He has been a volunteer for IEEE Systems, Man, and Cybernetics (SMC) Society. Some of his contributions are: Vice President in 2006 - 2009: a member of Administrative Committee/Board of Governors in 2001 - 2010, and 2016 - 2018: Chair of SMC Japan Chapter in 2014 - 2017: Technical Committee (TC) Coordinator in 2004 - 2005: Chair of TC on Soft Computing in 1998 - 2004 and since 2008: Distinguished Lecturer in 2006 - 2011: Associate Editor of IEEE Transactions on SMC, Part B / Cybernetics since 2001.
See his further detail bio at his web page.
Title: Swarm Intelligence in Dynamic Environments
Prof. Shengxiang Yang (De Montfort University, Leicester, UK)

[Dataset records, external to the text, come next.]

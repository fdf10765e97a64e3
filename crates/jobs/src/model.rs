//! Job and attempt data model

use std::fmt;

use chrono::{DateTime, Utc};
use serde::{Deserialize, Serialize};
use uuid::Uuid;

/// Identifier of an externally managed connection
pub type ConnectionId = Uuid;

/// Identifier of a job
pub type JobId = i64;

/// Job status
#[derive(Debug, Clone, Copy, PartialEq, Eq, Hash, Serialize, Deserialize)]
#[serde(rename_all = "snake_case")]
pub enum JobStatus {
    /// Job created, no attempt yet
    Pending,

    /// At least one attempt has been created
    Running,

    /// Job finished successfully
    Succeeded,

    /// Job failed
    Failed,

    /// Job was cancelled
    Cancelled,
}

impl JobStatus {
    /// Terminal statuses are never rewritten
    pub fn is_terminal(&self) -> bool {
        matches!(self, Self::Succeeded | Self::Failed | Self::Cancelled)
    }

    pub fn as_str(&self) -> &'static str {
        match self {
            Self::Pending => "pending",
            Self::Running => "running",
            Self::Succeeded => "succeeded",
            Self::Failed => "failed",
            Self::Cancelled => "cancelled",
        }
    }

    pub fn parse(s: &str) -> Option<Self> {
        match s {
            "pending" => Some(Self::Pending),
            "running" => Some(Self::Running),
            "succeeded" => Some(Self::Succeeded),
            "failed" => Some(Self::Failed),
            "cancelled" => Some(Self::Cancelled),
            _ => None,
        }
    }
}

impl fmt::Display for JobStatus {
    fn fmt(&self, f: &mut fmt::Formatter<'_>) -> fmt::Result {
        f.write_str(self.as_str())
    }
}

/// Attempt status
#[derive(Debug, Clone, Copy, PartialEq, Eq, Hash, Serialize, Deserialize)]
#[serde(rename_all = "snake_case")]
pub enum AttemptStatus {
    Running,
    Succeeded,
    Failed,
}

impl AttemptStatus {
    pub fn is_terminal(&self) -> bool {
        !matches!(self, Self::Running)
    }

    pub fn as_str(&self) -> &'static str {
        match self {
            Self::Running => "running",
            Self::Succeeded => "succeeded",
            Self::Failed => "failed",
        }
    }

    pub fn parse(s: &str) -> Option<Self> {
        match s {
            "running" => Some(Self::Running),
            "succeeded" => Some(Self::Succeeded),
            "failed" => Some(Self::Failed),
            _ => None,
        }
    }
}

impl fmt::Display for AttemptStatus {
    fn fmt(&self, f: &mut fmt::Formatter<'_>) -> fmt::Result {
        f.write_str(self.as_str())
    }
}

/// Opaque payload describing the results of a sync
#[derive(Debug, Clone, PartialEq, Default, Serialize, Deserialize)]
#[serde(transparent)]
pub struct SyncOutput(pub serde_json::Value);

impl SyncOutput {
    pub fn new(value: serde_json::Value) -> Self {
        Self(value)
    }
}

/// Where a failure originated
///
/// Origins this crate does not know are kept verbatim in `Other`.
#[derive(Debug, Clone, PartialEq, Eq, Serialize, Deserialize)]
#[serde(from = "String", into = "String")]
pub enum FailureOrigin {
    Source,
    Destination,
    Replication,
    Normalization,
    Platform,
    Unknown,
    Other(String),
}

impl FailureOrigin {
    pub fn as_str(&self) -> &str {
        match self {
            Self::Source => "source",
            Self::Destination => "destination",
            Self::Replication => "replication",
            Self::Normalization => "normalization",
            Self::Platform => "platform",
            Self::Unknown => "unknown",
            Self::Other(s) => s,
        }
    }
}

impl From<String> for FailureOrigin {
    fn from(s: String) -> Self {
        match s.as_str() {
            "source" => Self::Source,
            "destination" => Self::Destination,
            "replication" => Self::Replication,
            "normalization" => Self::Normalization,
            "platform" => Self::Platform,
            "unknown" => Self::Unknown,
            _ => Self::Other(s),
        }
    }
}

impl From<FailureOrigin> for String {
    fn from(origin: FailureOrigin) -> Self {
        match origin {
            FailureOrigin::Other(s) => s,
            known => known.as_str().to_string(),
        }
    }
}

/// Category of a failure
///
/// Types this crate does not know are kept verbatim in `Other`.
#[derive(Debug, Clone, PartialEq, Eq, Serialize, Deserialize)]
#[serde(from = "String", into = "String")]
pub enum FailureType {
    ConfigError,
    SystemError,
    ManualCancellation,
    Unknown,
    Other(String),
}

impl FailureType {
    pub fn as_str(&self) -> &str {
        match self {
            Self::ConfigError => "config_error",
            Self::SystemError => "system_error",
            Self::ManualCancellation => "manual_cancellation",
            Self::Unknown => "unknown",
            Self::Other(s) => s,
        }
    }
}

impl From<String> for FailureType {
    fn from(s: String) -> Self {
        match s.as_str() {
            "config_error" => Self::ConfigError,
            "system_error" => Self::SystemError,
            "manual_cancellation" => Self::ManualCancellation,
            "unknown" => Self::Unknown,
            _ => Self::Other(s),
        }
    }
}

impl From<FailureType> for String {
    fn from(failure_type: FailureType) -> Self {
        match failure_type {
            FailureType::Other(s) => s,
            known => known.as_str().to_string(),
        }
    }
}

/// A single diagnosed failure within an attempt
///
/// Fields not modelled here (stack traces, metadata) are carried in `extra`.
#[derive(Debug, Clone, PartialEq, Serialize, Deserialize)]
#[serde(rename_all = "camelCase")]
pub struct FailureReason {
    #[serde(default, skip_serializing_if = "Option::is_none")]
    pub failure_origin: Option<FailureOrigin>,
    #[serde(default, skip_serializing_if = "Option::is_none")]
    pub failure_type: Option<FailureType>,
    #[serde(default, skip_serializing_if = "Option::is_none")]
    pub external_message: Option<String>,
    #[serde(default, skip_serializing_if = "Option::is_none")]
    pub internal_message: Option<String>,
    #[serde(default, skip_serializing_if = "Option::is_none")]
    pub retryable: Option<bool>,
    /// RFC 3339 text or epoch milliseconds on input
    #[serde(deserialize_with = "timestamp::deserialize")]
    pub timestamp: DateTime<Utc>,
    #[serde(flatten)]
    pub extra: serde_json::Map<String, serde_json::Value>,
}

mod timestamp {
    use chrono::{DateTime, Utc};
    use serde::de::Error;
    use serde::{Deserialize, Deserializer};

    #[derive(Deserialize)]
    #[serde(untagged)]
    enum Repr {
        Millis(i64),
        Text(DateTime<Utc>),
    }

    pub fn deserialize<'de, D: Deserializer<'de>>(deserializer: D) -> Result<DateTime<Utc>, D::Error> {
        match Repr::deserialize(deserializer)? {
            Repr::Millis(ms) => DateTime::from_timestamp_millis(ms)
                .ok_or_else(|| D::Error::custom(format!("timestamp {ms} out of range"))),
            Repr::Text(ts) => Ok(ts),
        }
    }
}

/// Structured diagnostics attached to a failed or cancelled attempt
#[derive(Debug, Clone, PartialEq, Default, Serialize, Deserialize)]
#[serde(rename_all = "camelCase")]
pub struct FailureSummary {
    #[serde(default)]
    pub failures: Vec<FailureReason>,
    #[serde(default, skip_serializing_if = "Option::is_none")]
    pub partial_success: Option<bool>,
}

/// Message recorded on attempts and jobs finalized by orphan recovery
pub const RECOVERY_MESSAGE: &str = "Setting attempt to FAILED because the workflow for this \
     connection was restarted, and existing job state was cleaned.";

impl FailureSummary {
    /// Synthetic summary for jobs left non-terminal with no workflow driving them
    pub fn platform_recovery() -> Self {
        Self {
            failures: vec![FailureReason {
                failure_origin: Some(FailureOrigin::Platform),
                failure_type: Some(FailureType::SystemError),
                external_message: Some(RECOVERY_MESSAGE.to_string()),
                internal_message: Some(RECOVERY_MESSAGE.to_string()),
                retryable: Some(false),
                timestamp: Utc::now(),
                extra: serde_json::Map::new(),
            }],
            partial_success: None,
        }
    }

    /// Whether this summary was produced by orphan recovery
    pub fn is_platform_recovery(&self) -> bool {
        self.failures.iter().any(|f| {
            f.failure_origin == Some(FailureOrigin::Platform)
                && f.external_message.as_deref() == Some(RECOVERY_MESSAGE)
        })
    }
}

/// Addresses an attempt either by surrogate id or by positional number
#[derive(Debug, Clone, Copy, PartialEq, Eq, Serialize, Deserialize)]
#[serde(rename_all = "snake_case")]
pub enum AttemptRef {
    Id(i32),
    Number(i32),
}

impl fmt::Display for AttemptRef {
    fn fmt(&self, f: &mut fmt::Formatter<'_>) -> fmt::Result {
        match self {
            Self::Id(id) => write!(f, "id {id}"),
            Self::Number(number) => write!(f, "number {number}"),
        }
    }
}

/// One execution try within a job
#[derive(Debug, Clone, PartialEq, Serialize, Deserialize)]
pub struct Attempt {
    /// Surrogate id, unique within the job
    pub id: i32,

    /// Position within the job, contiguous from 0
    pub number: i32,

    pub status: AttemptStatus,
    pub sync_output: Option<SyncOutput>,
    pub failure_summary: Option<FailureSummary>,
    pub created_at: DateTime<Utc>,
    pub updated_at: DateTime<Utc>,
    pub ended_at: Option<DateTime<Utc>>,
}

impl Attempt {
    pub fn new(id: i32, number: i32) -> Self {
        let now = Utc::now();
        Self {
            id,
            number,
            status: AttemptStatus::Running,
            sync_output: None,
            failure_summary: None,
            created_at: now,
            updated_at: now,
            ended_at: None,
        }
    }

    pub fn matches(&self, attempt: AttemptRef) -> bool {
        match attempt {
            AttemptRef::Id(id) => self.id == id,
            AttemptRef::Number(number) => self.number == number,
        }
    }
}

/// A sequence of attempts to sync one connection
#[derive(Debug, Clone, PartialEq, Serialize, Deserialize)]
pub struct Job {
    pub id: JobId,
    pub connection_id: ConnectionId,
    pub status: JobStatus,

    /// Attempts ordered by number
    pub attempts: Vec<Attempt>,

    /// Human-readable reason recorded by job failure or orphan recovery
    pub failure_reason: Option<String>,

    pub created_at: DateTime<Utc>,
    pub updated_at: DateTime<Utc>,

    /// First time a start was reported for the job
    pub started_at: Option<DateTime<Utc>>,
    pub ended_at: Option<DateTime<Utc>>,
}

impl Job {
    pub fn new(id: JobId, connection_id: ConnectionId) -> Self {
        let now = Utc::now();
        Self {
            id,
            connection_id,
            status: JobStatus::Pending,
            attempts: Vec::new(),
            failure_reason: None,
            created_at: now,
            updated_at: now,
            started_at: None,
            ended_at: None,
        }
    }

    pub fn attempt(&self, attempt: AttemptRef) -> Option<&Attempt> {
        self.attempts.iter().find(|a| a.matches(attempt))
    }

    pub fn attempt_mut(&mut self, attempt: AttemptRef) -> Option<&mut Attempt> {
        self.attempts.iter_mut().find(|a| a.matches(attempt))
    }

    pub fn last_attempt(&self) -> Option<&Attempt> {
        self.attempts.last()
    }

    pub fn running_attempt(&self) -> Option<&Attempt> {
        self.attempts
            .iter()
            .find(|a| a.status == AttemptStatus::Running)
    }

    /// Number the next attempt will receive
    pub fn next_attempt_number(&self) -> i32 {
        self.attempts.len() as i32
    }
}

Swarm Intelligence (SI) represents the property that the collective behaviors of agents that interact locally with their environment cause coherent functional global patterns to emerge. SI algorithms are inspired from simple behaviors and self-organizing interaction among agents, such as ant foraging, bird flocking and fish schooling, and have been applied in different fields. Most SI algorithms have been developed to address stationary optimization problems. However, many real-world problems have a dynamic environment that changes over time due to many factors. For such dynamic optimization problems (DOPs), it is difficult for a conventional SI algorithm to track the changing optimum once changes occur. DOPs have attracted a growing interest from the SI community in recent years due to the importance in the real-world applications of SI algorithms. This talk will first briefly introduce the concepts of SI and DOPs, then review the enhancement strategies integrated into SI algorithms to address dynamic changes, and describe several detailed case studies on SI methods for DOPs. Finally, some conclusions will be made and the future work on SI in dynamic environments will be briefly discussed.

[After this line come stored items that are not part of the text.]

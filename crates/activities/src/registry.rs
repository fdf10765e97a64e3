//! Activity registry for type-erased activity execution
//!
//! Maps activity names to executors that take and return JSON, so a driver
//! can invoke activities without knowing their concrete types.

use std::collections::HashMap;
use std::fmt;
use std::sync::Arc;

use async_trait::async_trait;
use serde_json::Value;
use uuid::Uuid;

use crate::activities::{
    AttemptFailure, AttemptFailureWithAttemptNumber, CreateNewAttempt, CreateNewAttemptNumber,
    CreateNewJob, EnsureCleanJobState, JobCancelled, JobCancelledWithAttemptNumber, JobFailure,
    JobSuccess, JobSuccessWithAttemptNumber, ReportJobStart,
};
use crate::activity::{error_types, Activity, ActivityContext, ActivityError};
use crate::reliability::RetryPolicy;
use crate::service::JobActivities;

/// Type-erased activity interface
#[async_trait]
pub trait AnyActivity: Send + Sync {
    /// Get the activity name
    fn activity_type(&self) -> &'static str;

    /// Execute with JSON input and output
    async fn execute(&self, ctx: &ActivityContext, input: Value) -> Result<Value, RegistryError>;
}

/// Wrapper to implement AnyActivity for any Activity
struct ActivityWrapper<A: Activity> {
    inner: A,
}

#[async_trait]
impl<A: Activity> AnyActivity for ActivityWrapper<A> {
    fn activity_type(&self) -> &'static str {
        A::TYPE
    }

    async fn execute(&self, ctx: &ActivityContext, input: Value) -> Result<Value, RegistryError> {
        let typed_input: A::Input =
            serde_json::from_value(input).map_err(RegistryError::Deserialization)?;
        let output = self
            .inner
            .execute(ctx, typed_input)
            .await
            .map_err(RegistryError::Activity)?;
        serde_json::to_value(output).map_err(RegistryError::Serialization)
    }
}

/// Registry of activities keyed by name
pub struct ActivityRegistry {
    activities: HashMap<String, Arc<dyn AnyActivity>>,
}

impl Default for ActivityRegistry {
    fn default() -> Self {
        Self::new()
    }
}

impl ActivityRegistry {
    /// Create a new empty registry
    pub fn new() -> Self {
        Self {
            activities: HashMap::new(),
        }
    }

    /// Registry with all twelve job activities bound to one service
    pub fn with_job_activities(service: Arc<JobActivities>) -> Self {
        let mut registry = Self::new();
        registry.register(CreateNewJob::new(service.clone()));
        registry.register(CreateNewAttempt::new(service.clone()));
        registry.register(CreateNewAttemptNumber::new(service.clone()));
        registry.register(JobSuccess::new(service.clone()));
        registry.register(JobSuccessWithAttemptNumber::new(service.clone()));
        registry.register(JobFailure::new(service.clone()));
        registry.register(AttemptFailure::new(service.clone()));
        registry.register(AttemptFailureWithAttemptNumber::new(service.clone()));
        registry.register(JobCancelled::new(service.clone()));
        registry.register(JobCancelledWithAttemptNumber::new(service.clone()));
        registry.register(ReportJobStart::new(service.clone()));
        registry.register(EnsureCleanJobState::new(service));
        registry
    }

    /// Register an activity under its `TYPE`
    ///
    /// # Example
    ///
    /// ```ignore
    /// let mut registry = ActivityRegistry::new();
    /// registry.register(ReportJobStart::new(service));
    /// ```
    pub fn register<A: Activity>(&mut self, activity: A) {
        self.activities.insert(
            A::TYPE.to_string(),
            Arc::new(ActivityWrapper { inner: activity }),
        );
    }

    /// Check if an activity is registered
    pub fn contains(&self, activity_type: &str) -> bool {
        self.activities.contains_key(activity_type)
    }

    /// Get the number of registered activities
    pub fn len(&self) -> usize {
        self.activities.len()
    }

    /// Check if registry is empty
    pub fn is_empty(&self) -> bool {
        self.activities.is_empty()
    }

    /// Execute one delivery of an activity
    pub async fn execute(
        &self,
        ctx: &ActivityContext,
        activity_type: &str,
        input: Value,
    ) -> Result<Value, RegistryError> {
        let activity = self
            .activities
            .get(activity_type)
            .ok_or_else(|| RegistryError::UnknownActivityType(activity_type.to_string()))?;

        activity.execute(ctx, input).await
    }

    /// Execute an activity, re-delivering retryable failures
    ///
    /// Each delivery gets a context with an increasing `attempt`, as the
    /// workflow engine would provide. Stops at the first success, at the
    /// first failure the policy does not retry, or when the policy runs out
    /// of attempts.
    pub async fn execute_with_retry(
        &self,
        activity_type: &str,
        input: Value,
        policy: &RetryPolicy,
    ) -> Result<Value, ActivityError> {
        let workflow_id = Uuid::now_v7();
        let mut attempt = 1;

        loop {
            let ctx = ActivityContext::new(workflow_id, activity_type, attempt, policy.max_attempts);

            let error = match self.execute(&ctx, activity_type, input.clone()).await {
                Ok(output) => return Ok(output),
                Err(RegistryError::Activity(error)) => error,
                Err(other) => return Err(other.into()),
            };

            if !policy.should_retry(&error) || !policy.has_attempts_remaining(attempt) {
                return Err(error);
            }

            attempt += 1;
            let delay = policy.delay_for_attempt(attempt);
            tracing::warn!(
                activity = activity_type,
                attempt,
                delay_ms = delay.as_millis() as u64,
                error = %error,
                "Re-delivering activity after retryable failure"
            );
            tokio::time::sleep(delay).await;
        }
    }
}

impl fmt::Debug for ActivityRegistry {
    fn fmt(&self, f: &mut fmt::Formatter<'_>) -> fmt::Result {
        f.debug_struct("ActivityRegistry")
            .field("activity_types", &self.activities.keys().collect::<Vec<_>>())
            .finish()
    }
}

/// Errors from registry operations
#[derive(Debug, thiserror::Error)]
pub enum RegistryError {
    /// Activity not registered
    #[error("unknown activity type: {0}")]
    UnknownActivityType(String),

    /// Failed to deserialize activity input
    #[error("failed to deserialize activity input: {0}")]
    Deserialization(#[source] serde_json::Error),

    /// Failed to serialize activity output
    #[error("failed to serialize activity output: {0}")]
    Serialization(#[source] serde_json::Error),

    /// The activity itself failed
    #[error("{0}")]
    Activity(ActivityError),
}

impl From<RegistryError> for ActivityError {
    fn from(err: RegistryError) -> Self {
        let error_type = match err {
            RegistryError::Activity(error) => return error,
            RegistryError::UnknownActivityType(_) => error_types::UNKNOWN_ACTIVITY,
            RegistryError::Deserialization(_) | RegistryError::Serialization(_) => {
                error_types::INVALID_INPUT
            }
        };
        ActivityError::non_retryable(err.to_string()).with_type(error_type)
    }
}

#[cfg(test)]
mod tests {
    use super::*;
    use crate::events::MemoryEventSink;
    use serde_json::json;
    use std::time::Duration;
    use syncflow_jobs::{InMemoryJobStore, JobStore};

    fn registry() -> (Arc<InMemoryJobStore>, ActivityRegistry) {
        let store = Arc::new(InMemoryJobStore::new());
        let service = Arc::new(JobActivities::new(
            store.clone(),
            Arc::new(MemoryEventSink::new()),
        ));
        (store, ActivityRegistry::with_job_activities(service))
    }

    #[test]
    fn test_all_job_activities_registered() {
        let (_, registry) = registry();
        assert_eq!(registry.len(), 12);

        for name in [
            "createNewJob",
            "createNewAttempt",
            "createNewAttemptNumber",
            "jobSuccess",
            "jobSuccessWithAttemptNumber",
            "jobFailure",
            "attemptFailure",
            "attemptFailureWithAttemptNumber",
            "jobCancelled",
            "jobCancelledWithAttemptNumber",
            "reportJobStart",
            "ensureCleanJobState",
        ] {
            assert!(registry.contains(name), "missing {name}");
        }
    }

    #[tokio::test]
    async fn test_execute_with_json() {
        let (_, registry) = registry();
        let ctx = ActivityContext::first_delivery("createNewJob");

        let output = registry
            .execute(
                &ctx,
                "createNewJob",
                json!({ "connectionId": uuid::Uuid::now_v7() }),
            )
            .await
            .unwrap();
        assert!(output["jobId"].as_i64().is_some());
    }

    #[tokio::test]
    async fn test_void_output_is_null() {
        let (store, registry) = registry();
        let connection_id = uuid::Uuid::now_v7();
        let job = store.create_job(connection_id).await.unwrap();
        let ctx = ActivityContext::first_delivery("reportJobStart");

        let output = registry
            .execute(
                &ctx,
                "reportJobStart",
                json!({ "jobId": job.id, "connectionId": connection_id }),
            )
            .await
            .unwrap();
        assert_eq!(output, Value::Null);
    }

    #[tokio::test]
    async fn test_unfamiliar_failure_summary_is_stored() {
        let (store, registry) = registry();
        let connection_id = uuid::Uuid::now_v7();
        let job = store.create_job(connection_id).await.unwrap();
        let ctx = ActivityContext::first_delivery("createNewAttemptNumber");
        registry
            .execute(&ctx, "createNewAttemptNumber", json!({ "jobId": job.id }))
            .await
            .unwrap();

        let summary = json!({
            "failures": [{
                "failureOrigin": "dbt",
                "failureType": "transient_error",
                "stacktrace": "dbt run exited 2",
                "timestamp": 1650000000000i64
            }],
            "partialSuccess": true
        });
        let ctx = ActivityContext::first_delivery("attemptFailureWithAttemptNumber");
        registry
            .execute(
                &ctx,
                "attemptFailureWithAttemptNumber",
                json!({
                    "jobId": job.id,
                    "attemptNumber": 0,
                    "connectionId": connection_id,
                    "attemptFailureSummary": summary,
                }),
            )
            .await
            .unwrap();

        let attempt = &store.get_job(job.id).await.unwrap().attempts[0];
        assert_eq!(attempt.status, syncflow_jobs::AttemptStatus::Failed);
        let stored = serde_json::to_value(attempt.failure_summary.as_ref().unwrap()).unwrap();
        assert_eq!(stored["failures"][0]["failureOrigin"], "dbt");
        assert_eq!(stored["failures"][0]["failureType"], "transient_error");
        assert_eq!(stored["failures"][0]["stacktrace"], "dbt run exited 2");
        assert_eq!(stored["partialSuccess"], true);
    }

    #[tokio::test]
    async fn test_unknown_activity_type() {
        let (_, registry) = registry();
        let ctx = ActivityContext::first_delivery("deleteJob");

        let result = registry.execute(&ctx, "deleteJob", json!({})).await;
        assert!(matches!(result, Err(RegistryError::UnknownActivityType(_))));

        let error: ActivityError = result.unwrap_err().into();
        assert!(error.is_type(error_types::UNKNOWN_ACTIVITY));
    }

    #[tokio::test]
    async fn test_invalid_input() {
        let (_, registry) = registry();
        let ctx = ActivityContext::first_delivery("createNewAttempt");

        let result = registry
            .execute(&ctx, "createNewAttempt", json!({ "attemptId": 1 }))
            .await;
        assert!(matches!(result, Err(RegistryError::Deserialization(_))));
    }

    #[tokio::test]
    async fn test_retry_stops_on_non_retryable() {
        let (store, registry) = registry();
        let job = store.create_job(uuid::Uuid::now_v7()).await.unwrap();
        let policy = RetryPolicy::fixed(Duration::ZERO, 3);

        store.fail_next_writes(5);
        let input = json!({ "jobId": job.id, "connectionId": job.connection_id });
        // Store faults outside attempt creation are not re-delivered
        let error = registry
            .execute_with_retry("reportJobStart", input, &policy)
            .await
            .unwrap_err();
        assert!(error.is_type(error_types::BACKING_STORE_UNAVAILABLE));

        store.fail_next_writes(0);
        let output = registry
            .execute_with_retry("createNewAttempt", json!({ "jobId": job.id }), &policy)
            .await
            .unwrap();
        assert!(output["attemptId"].as_i64().is_some());
    }

    #[tokio::test]
    async fn test_retry_recovers_from_transient_fault() {
        let (store, registry) = registry();
        let job = store.create_job(uuid::Uuid::now_v7()).await.unwrap();
        let policy = RetryPolicy::fixed(Duration::ZERO, 3);

        store.fail_next_writes(2);
        let output = registry
            .execute_with_retry("createNewAttemptNumber", json!({ "jobId": job.id }), &policy)
            .await
            .unwrap();
        assert_eq!(output["attemptNumber"], 0);
        assert_eq!(store.get_job(job.id).await.unwrap().attempts.len(), 1);
    }

    #[tokio::test]
    async fn test_retry_gives_up_after_max_attempts() {
        let (store, registry) = registry();
        let job = store.create_job(uuid::Uuid::now_v7()).await.unwrap();
        let policy = RetryPolicy::fixed(Duration::ZERO, 2);

        store.fail_next_writes(2);
        let error = registry
            .execute_with_retry("createNewAttempt", json!({ "jobId": job.id }), &policy)
            .await
            .unwrap_err();
        assert!(error.retryable);
        assert!(store.get_job(job.id).await.unwrap().attempts.is_empty());
    }
}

Shengxiang Yang is now a Professor of Computational Intelligence (CI) and the Director of the Centre for Computational Intelligence, De Montfort University, UK. He has worked extensively for 20 years in the areas of CI methods, including evolutionary computation, swarm intelligence and artificial neural networks, and their applications for real-world problems. He has over 240 publications in these domains. He has 6500+ Google Scholar citations and an H-index of 42. His work has been supported by UK research councils (e.g., Engineering and Physical Sciences Research Council (EPSRC), Royal Society, and Royal Academy of Engineering), EU FP7 and Horizon 2020, Chinese Ministry of Education, and industry partners (e.g., BT, Honda, Rail Safety and Standards Board, and Network Rail, etc.), with a total funding of over GBP2M, of which two EPSRC standard research projects have been focused on CI for DOPs. He serves as an Associate Editor or Editorial Board Member of seven international journals, including IEEE Transactions on Cybernetics, Evolutionary Computation, Information Sciences, and Soft Computing. He is the founding chair of the IEEE CI Society (CIS) Task Force on Intelligent Network Systems and the chair of the IEEE CIS Task Force on Evolutionary Computation in Dynamic and Uncertain Environments. He has organized over 40 workshops and special sessions on CI in dynamic and uncertain environments for several major international conferences. He is the founding co-chair of the IEEE Symposium on CI in Dynamic and Uncertain Environments. He has co-edited over ten books, proceedings, and journal special issues. He has been invited to give over 10 keynote speeches/tutorials at international conferences, and over 40 seminars in different countries.